TASK GOAL:
Using the listing, copy each whole line that features "CandidateScore".

▼▼▼

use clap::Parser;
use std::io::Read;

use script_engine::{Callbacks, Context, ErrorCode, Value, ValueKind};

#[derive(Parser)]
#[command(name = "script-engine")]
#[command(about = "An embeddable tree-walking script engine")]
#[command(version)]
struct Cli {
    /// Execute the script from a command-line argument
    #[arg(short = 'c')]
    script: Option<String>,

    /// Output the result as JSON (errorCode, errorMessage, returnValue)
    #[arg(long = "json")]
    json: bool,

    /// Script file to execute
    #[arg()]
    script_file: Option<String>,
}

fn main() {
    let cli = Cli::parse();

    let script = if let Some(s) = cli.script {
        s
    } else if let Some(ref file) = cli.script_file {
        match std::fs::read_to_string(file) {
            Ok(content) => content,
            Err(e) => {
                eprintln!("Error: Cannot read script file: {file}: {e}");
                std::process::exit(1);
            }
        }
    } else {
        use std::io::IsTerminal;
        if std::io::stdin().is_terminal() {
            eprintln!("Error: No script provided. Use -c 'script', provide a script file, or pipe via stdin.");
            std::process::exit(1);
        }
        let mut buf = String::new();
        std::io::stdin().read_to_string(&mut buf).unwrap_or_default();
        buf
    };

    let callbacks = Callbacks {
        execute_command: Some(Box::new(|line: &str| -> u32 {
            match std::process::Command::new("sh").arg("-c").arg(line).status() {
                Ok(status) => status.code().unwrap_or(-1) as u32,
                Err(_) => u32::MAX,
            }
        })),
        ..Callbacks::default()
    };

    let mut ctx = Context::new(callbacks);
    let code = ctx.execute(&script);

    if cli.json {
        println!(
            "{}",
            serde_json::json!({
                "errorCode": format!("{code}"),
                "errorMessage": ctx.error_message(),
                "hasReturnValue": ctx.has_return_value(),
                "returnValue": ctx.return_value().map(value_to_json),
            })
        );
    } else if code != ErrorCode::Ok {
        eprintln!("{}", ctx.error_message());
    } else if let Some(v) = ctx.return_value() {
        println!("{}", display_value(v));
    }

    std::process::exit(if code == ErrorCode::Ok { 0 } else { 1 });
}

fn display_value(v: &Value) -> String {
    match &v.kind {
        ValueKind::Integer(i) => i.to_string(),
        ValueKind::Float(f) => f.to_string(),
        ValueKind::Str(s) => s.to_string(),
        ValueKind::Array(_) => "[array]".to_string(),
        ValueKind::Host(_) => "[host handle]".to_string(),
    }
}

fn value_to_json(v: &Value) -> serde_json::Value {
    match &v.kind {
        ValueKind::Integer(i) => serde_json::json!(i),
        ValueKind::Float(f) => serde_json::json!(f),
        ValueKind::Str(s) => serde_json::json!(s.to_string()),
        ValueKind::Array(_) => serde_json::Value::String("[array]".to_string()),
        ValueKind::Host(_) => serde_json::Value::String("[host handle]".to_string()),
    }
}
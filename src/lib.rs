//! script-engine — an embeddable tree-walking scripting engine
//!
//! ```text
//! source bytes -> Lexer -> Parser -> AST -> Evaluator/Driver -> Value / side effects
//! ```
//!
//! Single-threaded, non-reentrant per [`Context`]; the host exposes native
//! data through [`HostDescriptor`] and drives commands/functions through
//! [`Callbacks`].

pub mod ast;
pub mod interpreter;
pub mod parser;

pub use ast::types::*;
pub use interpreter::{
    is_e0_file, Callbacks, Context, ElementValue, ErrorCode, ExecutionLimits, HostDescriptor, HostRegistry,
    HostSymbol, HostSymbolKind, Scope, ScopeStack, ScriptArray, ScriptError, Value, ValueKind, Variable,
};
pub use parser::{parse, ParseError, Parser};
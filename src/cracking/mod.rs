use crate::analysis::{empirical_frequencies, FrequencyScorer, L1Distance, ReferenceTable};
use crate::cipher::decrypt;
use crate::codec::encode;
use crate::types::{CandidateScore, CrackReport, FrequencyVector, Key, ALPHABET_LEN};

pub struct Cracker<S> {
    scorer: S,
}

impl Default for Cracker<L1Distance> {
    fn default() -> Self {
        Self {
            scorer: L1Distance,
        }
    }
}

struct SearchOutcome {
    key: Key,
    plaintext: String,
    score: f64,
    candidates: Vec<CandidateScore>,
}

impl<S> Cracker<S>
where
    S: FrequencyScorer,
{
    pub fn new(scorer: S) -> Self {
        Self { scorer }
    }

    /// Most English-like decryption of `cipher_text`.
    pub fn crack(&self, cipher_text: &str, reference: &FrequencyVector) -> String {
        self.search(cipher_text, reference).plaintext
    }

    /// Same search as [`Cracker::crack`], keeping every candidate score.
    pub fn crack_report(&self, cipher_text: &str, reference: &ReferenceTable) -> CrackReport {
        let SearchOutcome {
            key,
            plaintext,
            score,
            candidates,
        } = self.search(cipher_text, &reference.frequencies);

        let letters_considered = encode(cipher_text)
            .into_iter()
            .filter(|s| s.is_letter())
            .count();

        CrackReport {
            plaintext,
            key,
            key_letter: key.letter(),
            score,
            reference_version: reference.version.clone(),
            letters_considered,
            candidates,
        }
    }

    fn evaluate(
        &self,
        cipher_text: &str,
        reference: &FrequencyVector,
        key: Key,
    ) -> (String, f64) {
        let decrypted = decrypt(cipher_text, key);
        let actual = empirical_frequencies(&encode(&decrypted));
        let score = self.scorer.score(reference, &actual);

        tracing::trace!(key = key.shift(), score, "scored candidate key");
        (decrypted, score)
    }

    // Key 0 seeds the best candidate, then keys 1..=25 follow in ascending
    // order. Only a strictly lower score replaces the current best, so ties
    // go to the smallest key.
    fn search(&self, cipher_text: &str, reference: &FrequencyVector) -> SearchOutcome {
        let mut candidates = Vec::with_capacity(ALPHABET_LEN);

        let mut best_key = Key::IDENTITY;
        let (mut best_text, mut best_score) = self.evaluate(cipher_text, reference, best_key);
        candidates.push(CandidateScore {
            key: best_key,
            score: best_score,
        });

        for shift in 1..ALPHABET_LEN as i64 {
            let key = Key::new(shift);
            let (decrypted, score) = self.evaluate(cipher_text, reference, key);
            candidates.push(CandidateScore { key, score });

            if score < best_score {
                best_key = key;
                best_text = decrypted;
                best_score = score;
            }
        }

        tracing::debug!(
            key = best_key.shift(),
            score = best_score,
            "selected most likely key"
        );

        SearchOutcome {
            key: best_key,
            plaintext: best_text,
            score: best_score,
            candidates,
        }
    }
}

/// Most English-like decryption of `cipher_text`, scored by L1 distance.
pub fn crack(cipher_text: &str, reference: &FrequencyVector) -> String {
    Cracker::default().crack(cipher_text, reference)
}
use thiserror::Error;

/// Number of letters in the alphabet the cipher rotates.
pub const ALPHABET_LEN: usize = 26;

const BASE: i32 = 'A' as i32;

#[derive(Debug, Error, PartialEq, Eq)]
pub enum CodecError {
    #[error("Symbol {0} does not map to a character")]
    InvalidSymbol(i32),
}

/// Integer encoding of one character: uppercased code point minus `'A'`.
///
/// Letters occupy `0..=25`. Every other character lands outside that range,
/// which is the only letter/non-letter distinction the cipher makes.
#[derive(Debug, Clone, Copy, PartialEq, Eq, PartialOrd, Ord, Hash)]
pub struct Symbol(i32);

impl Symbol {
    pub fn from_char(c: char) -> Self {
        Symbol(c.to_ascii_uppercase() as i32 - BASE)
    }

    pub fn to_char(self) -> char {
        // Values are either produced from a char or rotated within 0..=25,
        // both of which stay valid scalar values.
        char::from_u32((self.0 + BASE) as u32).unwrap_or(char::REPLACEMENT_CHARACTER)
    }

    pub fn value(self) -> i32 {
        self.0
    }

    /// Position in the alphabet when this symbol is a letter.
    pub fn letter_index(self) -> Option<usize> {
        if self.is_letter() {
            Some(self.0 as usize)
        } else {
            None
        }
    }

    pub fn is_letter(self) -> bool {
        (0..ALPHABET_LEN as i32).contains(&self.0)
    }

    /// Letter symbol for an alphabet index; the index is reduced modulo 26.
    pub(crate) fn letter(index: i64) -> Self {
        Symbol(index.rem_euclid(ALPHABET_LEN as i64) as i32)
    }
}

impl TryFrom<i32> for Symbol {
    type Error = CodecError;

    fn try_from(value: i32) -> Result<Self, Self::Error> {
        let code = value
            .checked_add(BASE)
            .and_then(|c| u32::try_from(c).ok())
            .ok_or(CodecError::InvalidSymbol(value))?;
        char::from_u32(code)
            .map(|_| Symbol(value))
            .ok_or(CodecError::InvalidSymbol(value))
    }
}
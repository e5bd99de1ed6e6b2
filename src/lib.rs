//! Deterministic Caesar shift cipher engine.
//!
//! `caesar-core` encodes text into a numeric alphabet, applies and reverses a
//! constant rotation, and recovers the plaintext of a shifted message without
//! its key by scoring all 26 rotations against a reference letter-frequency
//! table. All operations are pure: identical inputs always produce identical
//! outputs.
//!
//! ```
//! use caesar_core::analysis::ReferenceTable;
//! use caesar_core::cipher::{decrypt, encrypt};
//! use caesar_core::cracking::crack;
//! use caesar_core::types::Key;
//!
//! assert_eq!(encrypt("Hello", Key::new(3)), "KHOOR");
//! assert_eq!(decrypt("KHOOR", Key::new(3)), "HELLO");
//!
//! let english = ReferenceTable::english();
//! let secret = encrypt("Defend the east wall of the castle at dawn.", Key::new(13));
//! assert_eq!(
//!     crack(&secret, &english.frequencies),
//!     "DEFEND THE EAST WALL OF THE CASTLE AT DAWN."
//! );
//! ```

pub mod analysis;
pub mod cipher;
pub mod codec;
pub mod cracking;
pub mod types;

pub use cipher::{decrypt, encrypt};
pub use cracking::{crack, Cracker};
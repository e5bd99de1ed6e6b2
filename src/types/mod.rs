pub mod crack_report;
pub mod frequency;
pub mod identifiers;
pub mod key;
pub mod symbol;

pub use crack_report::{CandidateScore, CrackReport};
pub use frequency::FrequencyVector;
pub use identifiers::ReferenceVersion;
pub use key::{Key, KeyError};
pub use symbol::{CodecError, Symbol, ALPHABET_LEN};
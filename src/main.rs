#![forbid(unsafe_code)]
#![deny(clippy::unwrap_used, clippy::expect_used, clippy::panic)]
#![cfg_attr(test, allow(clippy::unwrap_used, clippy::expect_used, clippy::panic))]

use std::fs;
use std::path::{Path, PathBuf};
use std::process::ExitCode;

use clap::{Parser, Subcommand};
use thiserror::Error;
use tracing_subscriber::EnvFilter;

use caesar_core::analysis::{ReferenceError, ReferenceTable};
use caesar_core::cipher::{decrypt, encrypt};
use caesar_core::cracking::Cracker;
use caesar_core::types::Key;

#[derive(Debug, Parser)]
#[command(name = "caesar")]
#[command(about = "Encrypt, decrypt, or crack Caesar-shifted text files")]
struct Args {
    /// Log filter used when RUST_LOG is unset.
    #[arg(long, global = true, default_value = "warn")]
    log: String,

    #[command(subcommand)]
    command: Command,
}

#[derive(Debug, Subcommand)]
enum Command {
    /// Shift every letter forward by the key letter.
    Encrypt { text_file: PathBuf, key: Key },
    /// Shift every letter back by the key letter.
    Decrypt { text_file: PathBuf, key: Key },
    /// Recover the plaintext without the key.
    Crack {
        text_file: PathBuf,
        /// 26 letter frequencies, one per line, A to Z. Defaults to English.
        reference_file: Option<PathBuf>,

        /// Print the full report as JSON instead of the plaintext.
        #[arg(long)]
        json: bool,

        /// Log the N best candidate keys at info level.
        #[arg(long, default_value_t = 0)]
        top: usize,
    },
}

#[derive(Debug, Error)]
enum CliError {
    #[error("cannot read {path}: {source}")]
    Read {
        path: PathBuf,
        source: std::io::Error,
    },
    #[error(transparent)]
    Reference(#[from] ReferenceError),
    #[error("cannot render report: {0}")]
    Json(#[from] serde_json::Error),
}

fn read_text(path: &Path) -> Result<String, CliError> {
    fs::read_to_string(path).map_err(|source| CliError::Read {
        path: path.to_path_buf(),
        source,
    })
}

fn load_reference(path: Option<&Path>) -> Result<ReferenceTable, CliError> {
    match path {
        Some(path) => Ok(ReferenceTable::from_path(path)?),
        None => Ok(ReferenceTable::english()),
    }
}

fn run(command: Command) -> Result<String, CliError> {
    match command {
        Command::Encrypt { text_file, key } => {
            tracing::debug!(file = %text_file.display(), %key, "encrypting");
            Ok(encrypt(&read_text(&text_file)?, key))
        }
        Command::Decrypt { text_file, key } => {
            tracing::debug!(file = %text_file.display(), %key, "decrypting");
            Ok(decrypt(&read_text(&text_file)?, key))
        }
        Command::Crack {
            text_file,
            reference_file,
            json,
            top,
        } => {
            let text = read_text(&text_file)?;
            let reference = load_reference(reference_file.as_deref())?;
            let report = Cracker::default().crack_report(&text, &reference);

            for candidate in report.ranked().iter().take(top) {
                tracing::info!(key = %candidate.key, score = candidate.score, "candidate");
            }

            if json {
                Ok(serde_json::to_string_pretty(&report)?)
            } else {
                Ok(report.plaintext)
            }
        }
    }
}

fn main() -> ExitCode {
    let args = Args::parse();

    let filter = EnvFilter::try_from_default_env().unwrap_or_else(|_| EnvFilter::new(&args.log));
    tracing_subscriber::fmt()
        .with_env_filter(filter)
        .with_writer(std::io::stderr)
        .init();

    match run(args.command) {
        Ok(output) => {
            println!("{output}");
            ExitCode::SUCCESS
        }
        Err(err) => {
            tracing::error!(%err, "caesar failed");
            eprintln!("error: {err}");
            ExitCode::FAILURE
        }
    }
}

▲▲▲

RESULT BELOW:
use crate::types::{CandidateScore, CrackReport, FrequencyVector, Key, ALPHABET_LEN};
    candidates: Vec<CandidateScore>,
        candidates.push(CandidateScore {
            candidates.push(CandidateScore { key, score });
pub use crack_report::{CandidateScore, CrackReport};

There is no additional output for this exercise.